# Fuel rail assembly



## phin (Jul 20, 2005)

I am having lots of trouble to remove the fuel rail/injectors assembly
on my 91 stanza { ka24e}.I can't seem to pull the hoses off the
inlet and outlet of the fuel rail.I was just wondering how much force
u need to pull them off.Could it be the system is still pressurized? 
though i did full off the fuel pump relay and crank the engine several
times.I also can't seem to take the pressure regulator hose off and
to make matters worse i have damaged one of the screws securing
it the fuel rail trying to unscrew it,but it won't come off.
Any help would be appreciated. thanks


----------



## Macc (Jul 4, 2005)

If you removed the fuel pump relay and the engine failed to start or started and then died then it has no pressure. Even if it had pressure it would not make it harder to remove the hoses. Hoses that have been on there for several years can be sometimes tough to remove (especially if you try to pull them straight off). So, to remove the hoses don't just pull on them. If the hoses are hard to remove, first make sure the clamps are plenty loose. Then, where the hose goes over the tube take a pair of pliers and grip it. Then rotate the hose back and forth while pulling on it. If you are still having trouble making it move then take a really small flathead screwdriver and push it in between the hose and the tube in several locations prying it up slightly. Then try rotating and pulling it again. The above steps should work for you. One note; when you go to remove the fuel rail you will likely need to remove the small heater hose that goes to the Idle air control valve (its located just below the hose that attaches to the PCV valve). Removing that hose will allow you to swing the fuel rail (with the fuel pressure regulator attached) back just enough to remove the injectors and then you can remove the rail itself. Additional note; if you have stripped the pressure regulator screws and need to remove them here are a couple of options. One, try a pair of locking pliers. Two, try using a dremel tool with a cutting disk to cut a slot across the head so that you can use a flathead screwdriver. Third and last resort, obtain a screw extractor bit to remove it. Out of curiosity why are you removing the rail? Good Luck!


----------



## phin (Jul 20, 2005)

Macc said:


> If you removed the fuel pump relay and the engine failed to start or started and then died then it has no pressure. Even if it had pressure it would not make it harder to remove the hoses. Hoses that have been on there for several years can be sometimes tough to remove (especially if you try to pull them straight off). So, to remove the hoses don't just pull on them. If the hoses are hard to remove, first make sure the clamps are plenty loose. Then, where the hose goes over the tube take a pair of pliers and grip it. Then rotate the hose back and forth while pulling on it. If you are still having trouble making it move then take a really small flathead screwdriver and push it in between the hose and the tube in several locations prying it up slightly. Then try rotating and pulling it again. The above steps should work for you. One note; when you go to remove the fuel rail you will likely need to remove the small heater hose that goes to the Idle air control valve (its located just below the hose that attaches to the PCV valve). Removing that hose will allow you to swing the fuel rail (with the fuel pressure regulator attached) back just enough to remove the injectors and then you can remove the rail itself. Additional note; if you have stripped the pressure regulator screws and need to remove them here are a couple of options. One, try a pair of locking pliers. Two, try using a dremel tool with a cutting disk to cut a slot across the head so that you can use a flathead screwdriver. Third and last resort, obtain a screw extractor bit to remove it. Out of curiosity why are you removing the rail? Good Luck!

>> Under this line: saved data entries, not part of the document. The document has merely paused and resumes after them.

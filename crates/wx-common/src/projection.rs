//! Grid projection descriptions attached to GRIB messages.

use serde::{Deserialize, Serialize};

#[derive(Debug, Clone, Copy, PartialEq, Eq, Hash, PartialOrd, Ord, Serialize, Deserialize)]
#[serde(transparent)]
pub struct ProjectionId(pub i64);

/// Grid geometry of a GRIB message.
///
/// Angles are in degrees, longitudes as encoded by the producer (0..360 for
/// NCEP grids), grid spacing of Lambert grids in meters.
#[derive(Debug, Clone, PartialEq, Serialize, Deserialize)]
#[serde(tag = "proj", rename_all = "snake_case")]
pub enum ProjectionParams {
    /// GRIB2 grid template 3.0
    LatLon {
        ni: u32,
        nj: u32,
        lat1: f64,
        lon1: f64,
        lat2: f64,
        lon2: f64,
        di: f64,
        dj: f64,
        scanning_mode: u8,
    },
    /// GRIB2 grid template 3.30
    LambertConformal {
        nx: u32,
        ny: u32,
        lat1: f64,
        lon1: f64,
        lov: f64,
        latin1: f64,
        latin2: f64,
        dx: f64,
        dy: f64,
        scanning_mode: u8,
    },
}

impl ProjectionParams {
    /// Grid shape as (columns, rows).
    pub fn shape(&self) -> (u32, u32) {
        match self {
            ProjectionParams::LatLon { ni, nj, .. } => (*ni, *nj),
            ProjectionParams::LambertConformal { nx, ny, .. } => (*nx, *ny),
        }
    }

    pub fn num_points(&self) -> usize {
        let (x, y) = self.shape();
        x as usize * y as usize
    }

    pub fn scanning_mode(&self) -> u8 {
        match self {
            ProjectionParams::LatLon { scanning_mode, .. }
            | ProjectionParams::LambertConformal { scanning_mode, .. } => *scanning_mode,
        }
    }
}

/// A persisted projection shared by every field stored on the same grid.
#[derive(Debug, Clone, PartialEq, Serialize, Deserialize)]
pub struct Projection {
    pub id: ProjectionId,
    pub params: ProjectionParams,
}

#[cfg(test)]
mod tests {
    use super::*;

    #[test]
    fn test_params_json_tagged() {
        let params = ProjectionParams::LatLon {
            ni: 1440,
            nj: 721,
            lat1: 90.0,
            lon1: 0.0,
            lat2: -90.0,
            lon2: 359.75,
            di: 0.25,
            dj: 0.25,
            scanning_mode: 0,
        };
        let json = serde_json::to_value(&params).unwrap();
        assert_eq!(json["proj"], "lat_lon");
        assert_eq!(params.num_points(), 1440 * 721);
    }
}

Thanks Macc for your advice.Anyway i am removing the fuel rail bec i want
to change my leaking injectors.I've been wanting to do that for a long
time now,now i wish i had not started.It was quite a struggle to get
the bottom bolt of the accellerator bracket off too.If i can't get these
hoses off i'll cut them off and replace them with new ones.The problem
is the tight space u have to work in. THANKS again and i'll let posted.


----------